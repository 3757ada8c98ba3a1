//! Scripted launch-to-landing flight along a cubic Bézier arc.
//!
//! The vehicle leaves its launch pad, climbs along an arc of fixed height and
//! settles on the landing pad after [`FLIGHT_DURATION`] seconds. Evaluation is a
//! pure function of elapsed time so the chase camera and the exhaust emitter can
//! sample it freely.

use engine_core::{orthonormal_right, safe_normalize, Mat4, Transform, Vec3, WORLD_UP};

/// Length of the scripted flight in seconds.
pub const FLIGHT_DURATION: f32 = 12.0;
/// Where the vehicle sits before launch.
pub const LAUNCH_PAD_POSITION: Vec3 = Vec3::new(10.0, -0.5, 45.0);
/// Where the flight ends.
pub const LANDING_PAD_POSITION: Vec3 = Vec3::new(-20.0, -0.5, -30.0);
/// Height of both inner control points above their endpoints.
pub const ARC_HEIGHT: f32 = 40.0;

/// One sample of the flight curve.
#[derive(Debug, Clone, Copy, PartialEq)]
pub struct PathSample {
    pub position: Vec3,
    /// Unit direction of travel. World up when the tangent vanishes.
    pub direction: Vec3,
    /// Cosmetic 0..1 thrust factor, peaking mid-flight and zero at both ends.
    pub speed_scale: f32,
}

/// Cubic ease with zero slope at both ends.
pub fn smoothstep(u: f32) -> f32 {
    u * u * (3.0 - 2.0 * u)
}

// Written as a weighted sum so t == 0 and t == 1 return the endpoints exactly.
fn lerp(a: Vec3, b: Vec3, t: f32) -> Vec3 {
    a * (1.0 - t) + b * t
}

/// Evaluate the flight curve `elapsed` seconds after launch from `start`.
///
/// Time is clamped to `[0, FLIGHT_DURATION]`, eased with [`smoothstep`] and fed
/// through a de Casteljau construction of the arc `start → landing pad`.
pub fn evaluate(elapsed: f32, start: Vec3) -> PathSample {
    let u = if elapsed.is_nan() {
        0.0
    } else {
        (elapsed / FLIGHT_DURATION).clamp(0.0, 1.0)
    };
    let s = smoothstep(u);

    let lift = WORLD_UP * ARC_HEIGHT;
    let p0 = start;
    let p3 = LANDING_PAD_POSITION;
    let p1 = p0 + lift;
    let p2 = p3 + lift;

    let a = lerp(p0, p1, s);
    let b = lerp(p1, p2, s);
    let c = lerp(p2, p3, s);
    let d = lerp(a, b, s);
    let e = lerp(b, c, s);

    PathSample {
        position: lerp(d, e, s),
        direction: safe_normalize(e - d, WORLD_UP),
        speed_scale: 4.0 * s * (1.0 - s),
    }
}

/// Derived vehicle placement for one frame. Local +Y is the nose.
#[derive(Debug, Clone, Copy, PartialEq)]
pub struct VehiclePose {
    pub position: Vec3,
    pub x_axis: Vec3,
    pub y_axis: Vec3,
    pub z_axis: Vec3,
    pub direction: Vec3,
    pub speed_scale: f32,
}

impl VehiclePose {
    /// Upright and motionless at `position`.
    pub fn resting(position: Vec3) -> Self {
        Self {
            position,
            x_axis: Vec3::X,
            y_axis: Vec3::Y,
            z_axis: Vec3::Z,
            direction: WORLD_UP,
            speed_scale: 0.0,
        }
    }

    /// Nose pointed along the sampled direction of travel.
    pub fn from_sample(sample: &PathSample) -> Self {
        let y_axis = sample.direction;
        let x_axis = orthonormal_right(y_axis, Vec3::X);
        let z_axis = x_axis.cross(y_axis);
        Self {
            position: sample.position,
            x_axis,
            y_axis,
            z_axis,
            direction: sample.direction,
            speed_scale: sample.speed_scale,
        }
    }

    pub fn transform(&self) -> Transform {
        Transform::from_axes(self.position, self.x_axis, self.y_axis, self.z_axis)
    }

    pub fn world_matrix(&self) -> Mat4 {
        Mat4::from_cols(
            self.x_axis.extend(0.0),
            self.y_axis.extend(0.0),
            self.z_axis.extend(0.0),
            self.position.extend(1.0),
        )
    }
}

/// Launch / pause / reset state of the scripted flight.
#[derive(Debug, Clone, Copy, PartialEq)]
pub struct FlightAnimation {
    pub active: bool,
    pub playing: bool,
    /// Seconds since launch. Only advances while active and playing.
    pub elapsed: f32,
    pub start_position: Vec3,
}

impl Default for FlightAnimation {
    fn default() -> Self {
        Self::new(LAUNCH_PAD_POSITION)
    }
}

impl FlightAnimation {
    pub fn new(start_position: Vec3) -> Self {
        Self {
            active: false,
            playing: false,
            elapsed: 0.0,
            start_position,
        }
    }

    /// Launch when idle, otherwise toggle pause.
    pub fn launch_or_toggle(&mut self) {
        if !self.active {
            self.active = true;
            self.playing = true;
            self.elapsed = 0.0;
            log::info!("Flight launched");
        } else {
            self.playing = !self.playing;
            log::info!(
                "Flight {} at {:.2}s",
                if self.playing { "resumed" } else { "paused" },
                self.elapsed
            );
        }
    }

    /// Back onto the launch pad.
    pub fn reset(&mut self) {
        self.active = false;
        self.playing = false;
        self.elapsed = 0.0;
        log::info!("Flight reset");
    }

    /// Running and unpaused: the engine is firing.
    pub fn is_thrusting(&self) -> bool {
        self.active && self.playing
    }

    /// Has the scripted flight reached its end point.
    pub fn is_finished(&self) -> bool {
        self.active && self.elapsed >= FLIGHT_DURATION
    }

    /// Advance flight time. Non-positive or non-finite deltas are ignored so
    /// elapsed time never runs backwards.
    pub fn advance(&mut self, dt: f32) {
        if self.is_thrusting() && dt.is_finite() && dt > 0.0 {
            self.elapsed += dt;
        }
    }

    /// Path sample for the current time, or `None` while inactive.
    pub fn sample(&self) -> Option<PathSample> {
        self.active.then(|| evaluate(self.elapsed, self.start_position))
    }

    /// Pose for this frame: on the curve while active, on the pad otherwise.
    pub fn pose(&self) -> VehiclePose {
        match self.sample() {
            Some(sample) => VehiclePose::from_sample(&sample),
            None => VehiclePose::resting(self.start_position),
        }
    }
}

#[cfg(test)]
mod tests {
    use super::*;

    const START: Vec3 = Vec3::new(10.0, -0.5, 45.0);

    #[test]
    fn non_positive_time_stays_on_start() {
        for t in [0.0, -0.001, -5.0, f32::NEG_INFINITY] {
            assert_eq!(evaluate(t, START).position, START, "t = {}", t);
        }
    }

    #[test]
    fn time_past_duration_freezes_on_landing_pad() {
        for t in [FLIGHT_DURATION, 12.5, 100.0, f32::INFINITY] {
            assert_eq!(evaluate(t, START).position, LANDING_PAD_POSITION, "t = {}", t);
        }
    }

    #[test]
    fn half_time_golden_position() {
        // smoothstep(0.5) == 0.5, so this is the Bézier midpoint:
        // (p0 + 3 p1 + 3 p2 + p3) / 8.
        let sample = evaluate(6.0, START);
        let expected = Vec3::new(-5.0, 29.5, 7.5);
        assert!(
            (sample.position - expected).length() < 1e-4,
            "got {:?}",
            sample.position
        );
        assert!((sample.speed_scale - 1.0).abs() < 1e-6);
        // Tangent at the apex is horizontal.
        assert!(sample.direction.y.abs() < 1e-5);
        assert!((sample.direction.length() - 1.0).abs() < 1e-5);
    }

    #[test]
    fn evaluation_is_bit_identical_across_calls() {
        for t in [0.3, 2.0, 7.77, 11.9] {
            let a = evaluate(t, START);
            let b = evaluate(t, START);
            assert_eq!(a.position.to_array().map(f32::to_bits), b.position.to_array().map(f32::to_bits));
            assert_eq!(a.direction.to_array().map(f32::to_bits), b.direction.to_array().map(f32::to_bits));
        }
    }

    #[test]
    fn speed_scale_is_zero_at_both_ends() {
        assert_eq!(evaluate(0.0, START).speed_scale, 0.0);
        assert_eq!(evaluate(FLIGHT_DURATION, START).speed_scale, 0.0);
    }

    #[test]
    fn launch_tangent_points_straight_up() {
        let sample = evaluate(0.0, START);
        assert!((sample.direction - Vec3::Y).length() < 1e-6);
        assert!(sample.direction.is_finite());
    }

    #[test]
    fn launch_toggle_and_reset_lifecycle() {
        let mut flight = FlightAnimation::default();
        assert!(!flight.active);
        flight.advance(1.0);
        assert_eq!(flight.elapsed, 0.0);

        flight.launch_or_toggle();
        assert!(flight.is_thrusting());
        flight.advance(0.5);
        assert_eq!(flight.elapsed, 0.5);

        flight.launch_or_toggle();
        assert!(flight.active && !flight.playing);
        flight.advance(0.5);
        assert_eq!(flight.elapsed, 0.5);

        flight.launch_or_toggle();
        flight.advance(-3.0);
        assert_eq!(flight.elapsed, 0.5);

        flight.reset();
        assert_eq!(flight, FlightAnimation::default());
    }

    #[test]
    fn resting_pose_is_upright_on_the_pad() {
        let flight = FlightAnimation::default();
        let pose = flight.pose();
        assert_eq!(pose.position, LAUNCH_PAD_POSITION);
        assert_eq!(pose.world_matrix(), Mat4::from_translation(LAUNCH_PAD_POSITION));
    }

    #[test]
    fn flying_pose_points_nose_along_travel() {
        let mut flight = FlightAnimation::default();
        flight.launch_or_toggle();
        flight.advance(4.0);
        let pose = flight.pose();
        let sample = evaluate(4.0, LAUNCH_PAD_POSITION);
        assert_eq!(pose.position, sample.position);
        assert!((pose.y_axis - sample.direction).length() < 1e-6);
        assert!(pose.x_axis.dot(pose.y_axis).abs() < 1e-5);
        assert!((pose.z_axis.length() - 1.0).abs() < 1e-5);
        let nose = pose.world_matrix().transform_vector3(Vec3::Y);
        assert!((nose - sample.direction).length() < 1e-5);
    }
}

Problem to work on: Within the entries above, how many lines contain "VehiclePose"? Respond with the number only.

Finished task: 5